I can't get free of the words in an e-mail from an old boyfriend,
sent months after Huguenard's death.

"Amie had a kind of naivete about her that added a real sweetness
to her entire persona," Stephen Bunch wrote. "At times it was easy
to convince her of things that were not entirely true. We would let
her in on these jokes and get a good laugh, especially from her.

"Sometimes I found this quality frustrating because I would watch
her 'swallow the hook, line and sinker' in situations where it was
obvious what was going on. But I always felt I could trust her because
she bestowed the same trust in you unconditionally."
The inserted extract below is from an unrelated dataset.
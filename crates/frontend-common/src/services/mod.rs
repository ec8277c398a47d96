pub mod auth;

pub use auth::{AuthService, LogoutOutcome};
The last person Amie Huguenard trusted was Treadwell, and it led to
her death in the jaws of a bear.

Ever since, she has been billed as Treadwell's "partner" in the
tragedy. Early reviews of "Grizzly Man," a Treadwell film set to air
at the Sundance Film Festival later this month, describe her that way
or as the "girlfriend" following Treadwell on his quest to "leave
the confinements of his humanness and bond with the bears."
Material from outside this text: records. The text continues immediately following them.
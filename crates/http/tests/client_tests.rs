//! Integration tests for the catalog HTTP client

use catalog_core::{LoginForm, RegisterForm};
use catalog_http::{ApiClient, ClientConfig, ClientError};
use reqwest::header::HeaderValue;
use reqwest::{Request, Response};
use serde_json::json;
use std::sync::Arc;
use std::sync::atomic::{AtomicUsize, Ordering};
use wiremock::matchers::{body_json, header, method, path};
use wiremock::{Mock, MockServer, ResponseTemplate};

fn config_for(server: &MockServer) -> ClientConfig {
    ClientConfig {
        base_url: format!("{}/api", server.uri()),
        ..ClientConfig::default()
    }
}

#[tokio::test]
async fn test_client_builder_requires_base_url() {
    let result = ApiClient::builder().build();
    assert!(matches!(result, Err(ClientError::Configuration(_))));
}

#[tokio::test]
async fn test_default_headers_are_sent() {
    let mock_server = MockServer::start().await;

    Mock::given(method("GET"))
        .and(path("/api/me"))
        .and(header("content-type", "application/json"))
        .and(header("accept", "application/json"))
        .and(header("x-requested-with", "XMLHttpRequest"))
        .respond_with(ResponseTemplate::new(200).set_body_json(json!({
            "id": 1,
            "first_name": "Ada",
            "last_name": "Lovelace",
            "email": "ada@example.com"
        })))
        .expect(1)
        .mount(&mock_server)
        .await;

    let client = ApiClient::from_config(&config_for(&mock_server)).unwrap();
    let user = client.me().await.unwrap();
    assert_eq!(user.email, "ada@example.com");
}

#[tokio::test]
async fn test_login_posts_credentials_and_returns_token() {
    let mock_server = MockServer::start().await;

    Mock::given(method("POST"))
        .and(path("/api/login"))
        .and(body_json(json!({ "email": "a@b.com", "password": "secret1" })))
        .respond_with(
            ResponseTemplate::new(200)
                .set_body_json(json!({ "access_token": "T1", "token_type": "Bearer" })),
        )
        .mount(&mock_server)
        .await;

    let client = ApiClient::from_config(&config_for(&mock_server)).unwrap();
    let token = client
        .login(&LoginForm::new("a@b.com", "secret1"))
        .await
        .unwrap();
    assert_eq!(token.access_token, "T1");
}

#[tokio::test]
async fn test_unauthorized_maps_to_authentication_failed() {
    let mock_server = MockServer::start().await;

    Mock::given(method("POST"))
        .and(path("/api/login"))
        .respond_with(
            ResponseTemplate::new(401).set_body_json(json!({ "message": "Invalid credentials" })),
        )
        .mount(&mock_server)
        .await;

    let client = ApiClient::from_config(&config_for(&mock_server)).unwrap();
    let result = client.login(&LoginForm::new("a@b.com", "wrong12")).await;

    match result {
        Err(ClientError::AuthenticationFailed(message)) => {
            assert_eq!(message, "Invalid credentials");
        }
        other => panic!("expected AuthenticationFailed, got {other:?}"),
    }
}

#[tokio::test]
async fn test_register_validation_errors_are_propagated() {
    let mock_server = MockServer::start().await;

    Mock::given(method("POST"))
        .and(path("/api/register"))
        .respond_with(ResponseTemplate::new(422).set_body_json(json!({
            "message": "The email has already been taken.",
            "errors": { "email": ["The email has already been taken."] }
        })))
        .mount(&mock_server)
        .await;

    let client = ApiClient::from_config(&config_for(&mock_server)).unwrap();
    let err = client
        .register(&RegisterForm::default())
        .await
        .unwrap_err();

    let errors = err.field_errors().expect("validation error");
    assert_eq!(errors.first("email"), Some("The email has already been taken."));
}

#[tokio::test]
async fn test_logout_accepts_empty_body() {
    let mock_server = MockServer::start().await;

    Mock::given(method("POST"))
        .and(path("/api/logout"))
        .respond_with(ResponseTemplate::new(204))
        .expect(1)
        .mount(&mock_server)
        .await;

    let client = ApiClient::from_config(&config_for(&mock_server)).unwrap();
    assert!(client.logout().await.is_ok());
}

#[tokio::test]
async fn test_middleware_runs_around_every_call() {
    let mock_server = MockServer::start().await;

    Mock::given(method("GET"))
        .and(path("/api/categories"))
        .and(header("x-trace", "on"))
        .respond_with(ResponseTemplate::new(500).set_body_string("boom"))
        .mount(&mock_server)
        .await;

    let failures = Arc::new(AtomicUsize::new(0));
    let seen = failures.clone();

    let client = ApiClient::from_config(&config_for(&mock_server))
        .unwrap()
        .with_request_middleware(Arc::new(
            |mut request: Request| -> Result<Request, ClientError> {
                request
                    .headers_mut()
                    .insert("x-trace", HeaderValue::from_static("on"));
                Ok(request)
            },
        ))
        .with_response_middleware(Arc::new(
            move |outcome: Result<Response, ClientError>| -> Result<Response, ClientError> {
                if outcome.is_err() {
                    seen.fetch_add(1, Ordering::SeqCst);
                }
                outcome
            },
        ));

    let result = client.get::<serde_json::Value>("/categories").await;
    match result {
        Err(ClientError::ServerError { status, message }) => {
            assert_eq!(status, 500);
            assert_eq!(message, "boom");
        }
        other => panic!("expected ServerError, got {other:?}"),
    }
    assert_eq!(failures.load(Ordering::SeqCst), 1);
}

#[tokio::test]
async fn test_unreachable_server_is_a_network_error() {
    // Nothing listens on port 1
    let client = ApiClient::new("http://127.0.0.1:1/api").unwrap();
    let err = client.me().await.unwrap_err();
    assert!(matches!(err, ClientError::Network(_)));
    assert!(!err.is_auth_expired());
}

#[tokio::test]
async fn test_malformed_body_is_a_serialization_error() {
    let mock_server = MockServer::start().await;

    Mock::given(method("GET"))
        .and(path("/api/me"))
        .respond_with(ResponseTemplate::new(200).set_body_string("<html>"))
        .mount(&mock_server)
        .await;

    let client = ApiClient::from_config(&config_for(&mock_server)).unwrap();
    assert!(matches!(
        client.me().await,
        Err(ClientError::Serialization(_))
    ));
}

fn login_setting_session_cookie() -> Mock {
    Mock::given(method("POST"))
        .and(path("/api/login"))
        .respond_with(
            ResponseTemplate::new(200)
                .insert_header("set-cookie", "laravel_session=abc; Path=/")
                .set_body_json(json!({ "access_token": "T1", "token_type": "Bearer" })),
        )
}

#[tokio::test]
async fn test_session_cookie_is_returned_with_credentials() {
    let mock_server = MockServer::start().await;

    login_setting_session_cookie().mount(&mock_server).await;

    Mock::given(method("GET"))
        .and(path("/api/me"))
        .and(header("cookie", "laravel_session=abc"))
        .respond_with(ResponseTemplate::new(200).set_body_json(json!({
            "id": 1,
            "first_name": "Ada",
            "last_name": "Lovelace",
            "email": "ada@example.com"
        })))
        .expect(1)
        .mount(&mock_server)
        .await;

    let client = ApiClient::from_config(&config_for(&mock_server)).unwrap();
    client
        .login(&LoginForm::new("ada@example.com", "secret1"))
        .await
        .unwrap();

    let user = client.me().await.unwrap();
    assert_eq!(user.id, 1);
}

#[tokio::test]
async fn test_cookies_are_not_kept_without_credentials() {
    let mock_server = MockServer::start().await;

    login_setting_session_cookie().mount(&mock_server).await;

    Mock::given(method("GET"))
        .and(path("/api/me"))
        .respond_with(ResponseTemplate::new(200).set_body_json(json!({
            "id": 1,
            "first_name": "Ada",
            "last_name": "Lovelace",
            "email": "ada@example.com"
        })))
        .expect(1)
        .mount(&mock_server)
        .await;

    let config = ClientConfig {
        with_credentials: false,
        ..config_for(&mock_server)
    };
    let client = ApiClient::from_config(&config).unwrap();
    client
        .login(&LoginForm::new("ada@example.com", "secret1"))
        .await
        .unwrap();
    client.me().await.unwrap();

    let requests = mock_server.received_requests().await.unwrap();
    let me = requests
        .iter()
        .find(|r| r.url.path() == "/api/me")
        .unwrap();
    assert!(me.headers.get("cookie").is_none());
}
That's a novel idea — and one that is so much bunk.

Treadwell wasn't bonding with anything. He was playing with live
explosives, and Huguenard was a victim when one of the bombs went off.

Her death hit close to home. I love bears, but I also had occasion
to shoot one off my foot years ago. I know what it is to be in the
teeth of a bear, and it is not the way I'd wish for anyone to go.
There is nothing glorious about it.

Ever since the bloody tragedy at Kaflia, some Treadwell supporters
have suggested the attack was a bizarre twist of fate that saw
Treadwell, who claimed to be at Kaflia protecting bears from poachers,
killed and eaten by some "rogue" animal. The deaths were an
unfortunate and horrible accident, they contend.
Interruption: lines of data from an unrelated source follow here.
//! CLI commands

use anyhow::Result;
use catalog_core::{LoginForm, RegisterForm};
use catalog_frontend_common::{
    FileSessionStorage, FrontendConfig, GuardDecision, HistoryNavigator, RouteMeta,
    SessionContext,
};
use clap::Subcommand;
use std::path::PathBuf;
use std::sync::Arc;
use tracing::info;

use crate::config::SESSION_FILE;

#[derive(Subcommand)]
pub enum Commands {
    /// Log in and keep the session token for later commands
    Login {
        #[arg(long, short)]
        email: String,

        #[arg(long, env = "CATALOG_PASSWORD", hide_env_values = true)]
        password: String,
    },

    /// Create an account and log into it
    Register {
        #[arg(long)]
        first_name: String,

        #[arg(long)]
        last_name: String,

        #[arg(long, short)]
        email: String,

        #[arg(long)]
        address: String,

        #[arg(long)]
        phone: String,

        #[arg(long, env = "CATALOG_PASSWORD", hide_env_values = true)]
        password: String,

        /// Defaults to the password
        #[arg(long)]
        password_confirmation: Option<String>,
    },

    /// Show the profile of the logged in user
    Me,

    /// End the session
    Logout,

    /// Show whether a session token is stored
    Status,

    /// Check whether a route may be entered with the current session
    Guard {
        /// Route path, e.g. /products
        route: String,

        /// Treat the route as requiring authentication
        #[arg(long)]
        requires_auth: bool,
    },

    /// Configuration operations
    Config {
        #[command(subcommand)]
        command: ConfigCommands,
    },
}

#[derive(Subcommand)]
pub enum ConfigCommands {
    /// Print the effective configuration as JSON
    Show,
}

impl Commands {
    pub async fn execute(self, config: FrontendConfig, data_dir: PathBuf) -> Result<()> {
        let command = match self {
            Commands::Config { command } => return command.execute(&config),
            command => command,
        };

        let storage = FileSessionStorage::new(data_dir.join(SESSION_FILE));
        let navigator = HistoryNavigator::new();
        let ctx = SessionContext::new(config, Arc::new(storage), Arc::new(navigator.clone()))?;

        let result = command.run(&ctx, &data_dir).await;

        // Navigation has no screen to change here; report it instead
        if let Some(route) = navigator.last() {
            println!("Redirected to {route}");
        }

        result
    }

    async fn run(self, ctx: &SessionContext, data_dir: &std::path::Path) -> Result<()> {
        match self {
            Commands::Login { email, password } => {
                let user = ctx.auth().login(&LoginForm::new(email, password)).await?;
                println!("Logged in as {} <{}>", user.full_name(), user.email);
            }
            Commands::Register {
                first_name,
                last_name,
                email,
                address,
                phone,
                password,
                password_confirmation,
            } => {
                let form = RegisterForm {
                    first_name,
                    last_name,
                    email,
                    address,
                    phone,
                    password_confirmation: password_confirmation
                        .unwrap_or_else(|| password.clone()),
                    password,
                };
                let user = ctx.auth().register(&form).await?;
                println!("Registered and logged in as {} <{}>", user.full_name(), user.email);
            }
            Commands::Me => {
                let user = ctx.auth().fetch_user().await?;
                println!("{}", serde_json::to_string_pretty(&user)?);
            }
            Commands::Logout => {
                let outcome = ctx.auth().logout().await;
                if !outcome.backend_notified() {
                    println!("Server could not be notified; local session cleared anyway");
                }
                println!("Logged out");
            }
            Commands::Status => match ctx.store().token() {
                Some(token) => {
                    println!("Logged in (token {})", mask_token(&token));
                    println!("Session file: {}", data_dir.join(SESSION_FILE).display());
                }
                None => println!("Not logged in"),
            },
            Commands::Guard {
                route,
                requires_auth,
            } => match ctx.guard().check(RouteMeta { requires_auth }) {
                GuardDecision::Proceed => println!("{route}: allowed"),
                GuardDecision::Redirect(to) => println!("{route}: redirect to {to}"),
            },
            Commands::Config { .. } => unreachable!("config commands run without a session"),
        }
        Ok(())
    }
}

impl ConfigCommands {
    pub fn execute(self, config: &FrontendConfig) -> Result<()> {
        match self {
            ConfigCommands::Show => {
                info!("Printing effective configuration");
                println!("{}", serde_json::to_string_pretty(config)?);
                Ok(())
            }
        }
    }
}

/// First few characters of a token, enough to tell sessions apart
fn mask_token(token: &str) -> String {
    let prefix: String = token.chars().take(6).collect();
    if prefix.len() < token.len() {
        format!("{prefix}...")
    } else {
        "*".repeat(token.chars().count())
    }
}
Only one problem. It was no accident.

Anyone who has any doubts can go back and read what Treadwell said
through the years about the bears of Katmai and his relationship with
them. He predicted again and again that a bear was going to kill him.

But don't take my word for it.

Writer David Wallace, who last interviewed Treadwell for The Malibu
Times in June and became friends with the naturalist, received a
letter dated July 11.

"He called me as he was leaving, and said, 'I'll see you sometime
in October if I don't die up there,' " Wallace said. "I, probably
like everyone else, sort of wrote that off as self-dramatizing, as he
was prone to do."

Treadwell spent his summers hanging out with grizzlies and
photographing them. Supporters say he was reaching out to the animals,
developing a new sort of caring relationship between men and bears.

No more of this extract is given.